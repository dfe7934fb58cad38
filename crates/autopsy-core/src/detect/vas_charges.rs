//! Value-added service charges: premium SMS, content and in-app charges

use serde_json::json;

use super::{
    contains_any, latest_id, sample, sum_abs, top_merchants, top_merchants_evidence,
    DetectionContext, Detector,
};
use crate::models::{Leak, NormalizedTransaction, Severity};

const VAS_KEYWORDS: &[&str] = &[
    "vas",
    "value added",
    "premium sms",
    "sms service",
    "subscription",
    "opt-in",
    "opt in",
    "service charge",
    "content charge",
    "ringtone",
    "wallpaper",
    "game",
    "app purchase",
    "in-app",
];

const MIN_MONTHLY_COST: f64 = 20.0;
const MIN_COUNT: usize = 3;
const HIGH_MONTHLY_COST: f64 = 100.0;
const HIGH_COUNT: usize = 10;

pub struct VasChargeDetector;

impl Detector for VasChargeDetector {
    fn name(&self) -> &'static str {
        "VASCharges"
    }

    fn detect(&self, ctx: &DetectionContext<'_>) -> Vec<Leak> {
        let recent: Vec<&NormalizedTransaction> = ctx
            .debits()
            .filter(|tx| ctx.is_recent(tx))
            .filter(|tx| contains_any(&tx.merchant_text(), VAS_KEYWORDS))
            .collect();
        if recent.is_empty() {
            return vec![];
        }

        let monthly_cost = sum_abs(&recent);
        let count = recent.len();
        if monthly_cost < MIN_MONTHLY_COST && count < MIN_COUNT {
            return vec![];
        }

        let severity = if monthly_cost >= HIGH_MONTHLY_COST || count >= HIGH_COUNT {
            Severity::High
        } else {
            Severity::Medium
        };

        let ranked = top_merchants(&recent);
        let top_name = ranked
            .first()
            .map(|(name, _)| name.as_str())
            .filter(|name| !name.is_empty())
            .unwrap_or("Various services");

        vec![Leak::new(
            "vas-charges",
            self.name(),
            severity,
            "Value-added service charges are adding up",
            format!(
                "You've paid R{:.0} in value-added service charges in the last 30 days ({} charges). \
                 These are often subscriptions, premium SMS, or app purchases you might have forgotten about. \
                 Top charge: {}.",
                monthly_cost, count, top_name
            ),
        )
        .with_transaction(latest_id(&recent))
        .with_cost(monthly_cost)
        .with_evidence(json!({
            "count_last_30_days": count,
            "sum_last_30_days": monthly_cost,
            "top_merchants": top_merchants_evidence(&ranked, 5),
            "sample": sample(&recent, 5),
        }))]
    }
}
//! CLI argument definitions using clap
//!
//! This module contains the clap structs for parsing CLI arguments.
//! The actual command implementations are in the `commands` module.

use std::path::PathBuf;

use clap::{Parser, Subcommand};

/// Autopsy - Find the money leaks in a transaction history
#[derive(Parser)]
#[command(name = "autopsy")]
#[command(about = "Forensic financial health report for transaction histories", long_about = None)]
#[command(version)]
pub struct Cli {
    /// Engine config file (defaults to the data-dir override, then built-in defaults)
    #[arg(long, global = true)]
    pub config: Option<PathBuf>,

    /// Enable verbose logging
    #[arg(short, long, global = true)]
    pub verbose: bool,

    #[command(subcommand)]
    pub command: Commands,
}

#[derive(Subcommand)]
pub enum Commands {
    /// Analyze a transaction file and print the health report
    Analyze {
        /// JSON (list or {"transactions": [...]}) or CSV file
        file: PathBuf,

        /// Reference instant for time windows (RFC 3339, defaults to now)
        #[arg(long)]
        now: Option<String>,

        /// Output format: text, json
        #[arg(short, long, default_value = "text")]
        format: String,
    },

    /// List registered detectors
    Detectors,

    /// Show the resolved engine configuration
    Config {
        /// Print only the override file path
        #[arg(long)]
        path: bool,
    },
}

* AIM OF THE EXERCISE: The output is every entry, printed exactly as it reads.

* WRITTEN ANSWER:
repository dfe7934fb58cad38
filename crates/autopsy-core/src/detect/vas_charges.rs
//! Value-added service charges: premium SMS, content and in-app charges

use serde_json::json;

use super::{
    contains_any, latest_id, sample, sum_abs, top_merchants, top_merchants_evidence,
    DetectionContext, Detector,
};
use crate::models::{Leak, NormalizedTransaction, Severity};

const VAS_KEYWORDS: &[&str] = &[
    "vas",
    "value added",
    "premium sms",
    "sms service",
    "subscription",
    "opt-in",
    "opt in",
    "service charge",
    "content charge",
    "ringtone",
    "wallpaper",
    "game",
    "app purchase",
    "in-app",
];

const MIN_MONTHLY_COST: f64 = 20.0;
const MIN_COUNT: usize = 3;
const HIGH_MONTHLY_COST: f64 = 100.0;
const HIGH_COUNT: usize = 10;

pub struct VasChargeDetector;

impl Detector for VasChargeDetector {
    fn name(&self) -> &'static str {
        "VASCharges"
    }

    fn detect(&self, ctx: &DetectionContext<'_>) -> Vec<Leak> {
        let recent: Vec<&NormalizedTransaction> = ctx
            .debits()
            .filter(|tx| ctx.is_recent(tx))
            .filter(|tx| contains_any(&tx.merchant_text(), VAS_KEYWORDS))
            .collect();
        if recent.is_empty() {
            return vec![];
        }

        let monthly_cost = sum_abs(&recent);
        let count = recent.len();
        if monthly_cost < MIN_MONTHLY_COST && count < MIN_COUNT {
            return vec![];
        }

        let severity = if monthly_cost >= HIGH_MONTHLY_COST || count >= HIGH_COUNT {
            Severity::High
        } else {
            Severity::Medium
        };

        let ranked = top_merchants(&recent);
        let top_name = ranked
            .first()
            .map(|(name, _)| name.as_str())
            .filter(|name| !name.is_empty())
            .unwrap_or("Various services");

        vec![Leak::new(
            "vas-charges",
            self.name(),
            severity,
            "Value-added service charges are adding up",
            format!(
                "You've paid R{:.0} in value-added service charges in the last 30 days ({} charges). \
                 These are often subscriptions, premium SMS, or app purchases you might have forgotten about. \
                 Top charge: {}.",
                monthly_cost, count, top_name
            ),
        )
        .with_transaction(latest_id(&recent))
        .with_cost(monthly_cost)
        .with_evidence(json!({
            "count_last_30_days": count,
            "sum_last_30_days": monthly_cost,
            "top_merchants": top_merchants_evidence(&ranked, 5),
            "sample": sample(&recent, 5),
        }))]
    }
}
//! CLI argument definitions using clap
//!
//! This module contains the clap structs for parsing CLI arguments.
//! The actual command implementations are in the `commands` module.

use std::path::PathBuf;

use clap::{Parser, Subcommand};

/// Autopsy - Find the money leaks in a transaction history
#[derive(Parser)]
#[command(name = "autopsy")]
#[command(about = "Forensic financial health report for transaction histories", long_about = None)]
#[command(version)]
pub struct Cli {
    /// Engine config file (defaults to the data-dir override, then built-in defaults)
    #[arg(long, global = true)]
    pub config: Option<PathBuf>,

    /// Enable verbose logging
    #[arg(short, long, global = true)]
    pub verbose: bool,

    #[command(subcommand)]
    pub command: Commands,
}

#[derive(Subcommand)]
pub enum Commands {
    /// Analyze a transaction file and print the health report
    Analyze {
        /// JSON (list or {"transactions": [...]}) or CSV file
        file: PathBuf,

        /// Reference instant for time windows (RFC 3339, defaults to now)
        #[arg(long)]
        now: Option<String>,

        /// Output format: text, json
        #[arg(short, long, default_value = "text")]
        format: String,
    },

    /// List registered detectors
    Detectors,

    /// Show the resolved engine configuration
    Config {
        /// Print only the override file path
        #[arg(long)]
        path: bool,
    },
}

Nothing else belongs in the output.